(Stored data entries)

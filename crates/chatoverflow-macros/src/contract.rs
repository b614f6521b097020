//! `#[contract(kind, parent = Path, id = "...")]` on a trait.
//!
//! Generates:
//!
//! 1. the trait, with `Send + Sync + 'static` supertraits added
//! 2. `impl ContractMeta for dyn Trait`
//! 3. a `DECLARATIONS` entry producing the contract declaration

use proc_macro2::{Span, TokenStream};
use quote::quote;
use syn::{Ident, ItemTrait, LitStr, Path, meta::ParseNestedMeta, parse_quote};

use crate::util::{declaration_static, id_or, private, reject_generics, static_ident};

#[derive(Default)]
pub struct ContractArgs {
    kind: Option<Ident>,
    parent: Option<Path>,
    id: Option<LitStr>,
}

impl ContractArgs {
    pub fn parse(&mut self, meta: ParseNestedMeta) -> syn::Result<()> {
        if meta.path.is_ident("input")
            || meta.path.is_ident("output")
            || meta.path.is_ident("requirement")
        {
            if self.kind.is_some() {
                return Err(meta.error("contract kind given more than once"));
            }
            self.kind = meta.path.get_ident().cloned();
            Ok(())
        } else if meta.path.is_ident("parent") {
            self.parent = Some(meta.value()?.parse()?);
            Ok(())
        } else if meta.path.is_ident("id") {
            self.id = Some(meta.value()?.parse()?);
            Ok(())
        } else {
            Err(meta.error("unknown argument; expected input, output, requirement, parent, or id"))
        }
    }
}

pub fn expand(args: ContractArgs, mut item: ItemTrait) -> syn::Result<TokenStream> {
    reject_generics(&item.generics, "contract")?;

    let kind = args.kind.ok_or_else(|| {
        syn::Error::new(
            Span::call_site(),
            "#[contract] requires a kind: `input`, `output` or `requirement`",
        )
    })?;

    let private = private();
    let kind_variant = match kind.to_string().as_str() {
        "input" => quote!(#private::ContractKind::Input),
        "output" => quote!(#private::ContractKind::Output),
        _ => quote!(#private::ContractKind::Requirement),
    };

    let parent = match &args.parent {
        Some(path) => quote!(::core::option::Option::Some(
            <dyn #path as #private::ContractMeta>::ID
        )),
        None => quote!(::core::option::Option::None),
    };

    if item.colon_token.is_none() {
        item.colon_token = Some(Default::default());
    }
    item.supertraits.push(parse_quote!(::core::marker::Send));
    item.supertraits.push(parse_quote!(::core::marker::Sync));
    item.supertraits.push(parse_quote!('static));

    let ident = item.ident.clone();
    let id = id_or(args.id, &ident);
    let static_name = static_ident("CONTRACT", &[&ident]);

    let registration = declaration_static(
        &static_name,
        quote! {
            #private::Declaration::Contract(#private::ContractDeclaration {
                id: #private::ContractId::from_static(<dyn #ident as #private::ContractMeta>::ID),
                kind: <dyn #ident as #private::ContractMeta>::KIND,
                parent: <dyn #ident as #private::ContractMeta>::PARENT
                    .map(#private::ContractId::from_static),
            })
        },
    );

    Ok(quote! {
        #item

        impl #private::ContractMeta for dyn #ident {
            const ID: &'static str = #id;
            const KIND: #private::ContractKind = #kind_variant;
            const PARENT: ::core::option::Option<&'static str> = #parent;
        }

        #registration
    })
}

WHAT YOU HAVE TO DO -> Exact duplication of all the data above is expected.

WRITTEN ANSWER ->
filename crates/chatoverflow-macros/src/contract.rs
repository b614f6521b097020
//! `#[contract(kind, parent = Path, id = "...")]` on a trait.
//!
//! Generates:
//!
//! 1. the trait, with `Send + Sync + 'static` supertraits added
//! 2. `impl ContractMeta for dyn Trait`
//! 3. a `DECLARATIONS` entry producing the contract declaration

use proc_macro2::{Span, TokenStream};
use quote::quote;
use syn::{Ident, ItemTrait, LitStr, Path, meta::ParseNestedMeta, parse_quote};

use crate::util::{declaration_static, id_or, private, reject_generics, static_ident};

#[derive(Default)]
pub struct ContractArgs {
    kind: Option<Ident>,
    parent: Option<Path>,
    id: Option<LitStr>,
}

impl ContractArgs {
    pub fn parse(&mut self, meta: ParseNestedMeta) -> syn::Result<()> {
        if meta.path.is_ident("input")
            || meta.path.is_ident("output")
            || meta.path.is_ident("requirement")
        {
            if self.kind.is_some() {
                return Err(meta.error("contract kind given more than once"));
            }
            self.kind = meta.path.get_ident().cloned();
            Ok(())
        } else if meta.path.is_ident("parent") {
            self.parent = Some(meta.value()?.parse()?);
            Ok(())
        } else if meta.path.is_ident("id") {
            self.id = Some(meta.value()?.parse()?);
            Ok(())
        } else {
            Err(meta.error("unknown argument; expected input, output, requirement, parent, or id"))
        }
    }
}

pub fn expand(args: ContractArgs, mut item: ItemTrait) -> syn::Result<TokenStream> {
    reject_generics(&item.generics, "contract")?;

    let kind = args.kind.ok_or_else(|| {
        syn::Error::new(
            Span::call_site(),
            "#[contract] requires a kind: `input`, `output` or `requirement`",
        )
    })?;

    let private = private();
    let kind_variant = match kind.to_string().as_str() {
        "input" => quote!(#private::ContractKind::Input),
        "output" => quote!(#private::ContractKind::Output),
        _ => quote!(#private::ContractKind::Requirement),
    };

    let parent = match &args.parent {
        Some(path) => quote!(::core::option::Option::Some(
            <dyn #path as #private::ContractMeta>::ID
        )),
        None => quote!(::core::option::Option::None),
    };

    if item.colon_token.is_none() {
        item.colon_token = Some(Default::default());
    }
    item.supertraits.push(parse_quote!(::core::marker::Send));
    item.supertraits.push(parse_quote!(::core::marker::Sync));
    item.supertraits.push(parse_quote!('static));

    let ident = item.ident.clone();
    let id = id_or(args.id, &ident);
    let static_name = static_ident("CONTRACT", &[&ident]);

    let registration = declaration_static(
        &static_name,
        quote! {
            #private::Declaration::Contract(#private::ContractDeclaration {
                id: #private::ContractId::from_static(<dyn #ident as #private::ContractMeta>::ID),
                kind: <dyn #ident as #private::ContractMeta>::KIND,
                parent: <dyn #ident as #private::ContractMeta>::PARENT
                    .map(#private::ContractId::from_static),
            })
        },
    );

    Ok(quote! {
        #item

        impl #private::ContractMeta for dyn #ident {
            const ID: &'static str = #id;
            const KIND: #private::ContractKind = #kind_variant;
            const PARENT: ::core::option::Option<&'static str> = #parent;
        }

        #registration
    })
}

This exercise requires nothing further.